== ASSIGNED TASK ==
Among the lines below, take the one holding "assert!(table.take(Token(7)).is_none());", the one holding "table.register(Token(2), handle(1));", and all lines between them. Set them down exactly.

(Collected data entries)
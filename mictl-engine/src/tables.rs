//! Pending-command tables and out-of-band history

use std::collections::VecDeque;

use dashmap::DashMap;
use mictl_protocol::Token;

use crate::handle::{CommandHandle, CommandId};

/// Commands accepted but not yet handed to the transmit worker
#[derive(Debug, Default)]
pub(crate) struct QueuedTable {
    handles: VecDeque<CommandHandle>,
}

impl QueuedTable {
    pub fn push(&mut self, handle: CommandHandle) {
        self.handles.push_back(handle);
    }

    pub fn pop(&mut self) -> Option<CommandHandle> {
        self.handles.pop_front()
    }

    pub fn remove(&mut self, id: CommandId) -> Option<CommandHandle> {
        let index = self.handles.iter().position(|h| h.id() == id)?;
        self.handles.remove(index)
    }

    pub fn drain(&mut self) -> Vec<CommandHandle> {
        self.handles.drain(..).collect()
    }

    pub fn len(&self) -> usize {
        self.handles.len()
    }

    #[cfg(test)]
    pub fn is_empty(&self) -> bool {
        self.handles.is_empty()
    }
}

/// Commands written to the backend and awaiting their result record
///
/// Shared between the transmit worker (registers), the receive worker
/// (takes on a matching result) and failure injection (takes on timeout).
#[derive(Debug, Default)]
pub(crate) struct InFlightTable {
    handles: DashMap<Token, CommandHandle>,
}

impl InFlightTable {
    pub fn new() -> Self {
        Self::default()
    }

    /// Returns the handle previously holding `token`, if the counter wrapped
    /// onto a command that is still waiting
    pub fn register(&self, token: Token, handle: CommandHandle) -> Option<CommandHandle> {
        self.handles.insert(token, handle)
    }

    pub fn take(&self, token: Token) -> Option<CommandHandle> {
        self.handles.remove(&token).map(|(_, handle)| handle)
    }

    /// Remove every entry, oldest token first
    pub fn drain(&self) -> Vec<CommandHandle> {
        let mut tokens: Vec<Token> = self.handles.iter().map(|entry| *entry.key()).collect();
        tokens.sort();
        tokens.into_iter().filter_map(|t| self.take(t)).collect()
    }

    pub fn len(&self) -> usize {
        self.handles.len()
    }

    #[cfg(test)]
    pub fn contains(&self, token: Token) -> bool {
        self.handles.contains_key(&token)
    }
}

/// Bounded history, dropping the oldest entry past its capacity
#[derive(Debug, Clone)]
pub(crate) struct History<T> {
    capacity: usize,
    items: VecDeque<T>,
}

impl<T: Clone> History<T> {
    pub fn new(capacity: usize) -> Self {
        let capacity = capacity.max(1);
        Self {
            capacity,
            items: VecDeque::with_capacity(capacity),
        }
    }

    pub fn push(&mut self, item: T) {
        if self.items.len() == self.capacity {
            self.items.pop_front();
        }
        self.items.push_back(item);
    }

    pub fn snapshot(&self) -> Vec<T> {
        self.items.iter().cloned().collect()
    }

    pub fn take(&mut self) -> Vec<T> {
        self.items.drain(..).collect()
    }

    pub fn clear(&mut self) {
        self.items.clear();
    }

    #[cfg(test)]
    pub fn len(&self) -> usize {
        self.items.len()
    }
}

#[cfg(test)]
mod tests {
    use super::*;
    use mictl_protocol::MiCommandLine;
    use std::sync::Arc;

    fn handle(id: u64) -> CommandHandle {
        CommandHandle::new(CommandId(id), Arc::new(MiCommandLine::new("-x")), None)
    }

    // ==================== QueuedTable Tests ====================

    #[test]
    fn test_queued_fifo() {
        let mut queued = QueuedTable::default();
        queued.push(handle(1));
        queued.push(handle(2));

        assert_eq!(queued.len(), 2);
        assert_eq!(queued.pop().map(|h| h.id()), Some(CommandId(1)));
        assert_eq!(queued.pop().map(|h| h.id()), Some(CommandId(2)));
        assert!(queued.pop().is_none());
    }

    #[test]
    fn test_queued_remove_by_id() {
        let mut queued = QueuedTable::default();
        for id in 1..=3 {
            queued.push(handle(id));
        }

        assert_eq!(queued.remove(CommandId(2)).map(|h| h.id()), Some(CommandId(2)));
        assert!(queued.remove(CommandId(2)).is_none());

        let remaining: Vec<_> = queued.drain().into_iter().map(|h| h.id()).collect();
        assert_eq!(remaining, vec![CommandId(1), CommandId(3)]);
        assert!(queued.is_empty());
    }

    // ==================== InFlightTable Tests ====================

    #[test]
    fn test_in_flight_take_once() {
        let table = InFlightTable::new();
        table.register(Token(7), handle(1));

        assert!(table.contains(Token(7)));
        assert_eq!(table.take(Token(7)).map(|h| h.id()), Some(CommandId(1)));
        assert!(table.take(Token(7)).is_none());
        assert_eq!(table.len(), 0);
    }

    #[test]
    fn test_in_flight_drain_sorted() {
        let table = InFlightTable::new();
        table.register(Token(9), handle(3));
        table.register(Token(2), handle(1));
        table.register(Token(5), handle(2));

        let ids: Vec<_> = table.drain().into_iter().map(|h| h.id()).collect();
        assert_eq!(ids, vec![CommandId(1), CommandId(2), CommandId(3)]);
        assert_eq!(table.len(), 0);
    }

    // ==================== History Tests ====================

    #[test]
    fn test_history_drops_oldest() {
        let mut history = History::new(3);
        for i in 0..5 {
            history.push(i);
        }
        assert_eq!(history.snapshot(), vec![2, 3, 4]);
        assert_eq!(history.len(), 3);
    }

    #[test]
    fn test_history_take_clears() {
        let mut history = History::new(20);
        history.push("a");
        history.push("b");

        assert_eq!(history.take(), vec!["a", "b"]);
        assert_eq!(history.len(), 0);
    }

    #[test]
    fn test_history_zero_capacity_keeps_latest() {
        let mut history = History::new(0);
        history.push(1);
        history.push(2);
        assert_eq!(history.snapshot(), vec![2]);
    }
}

== RESULT FOR THIS TASK ==
        assert!(table.take(Token(7)).is_none());
        assert_eq!(table.len(), 0);
    }

    #[test]
    fn test_in_flight_drain_sorted() {
        let table = InFlightTable::new();
        table.register(Token(9), handle(3));
        table.register(Token(2), handle(1));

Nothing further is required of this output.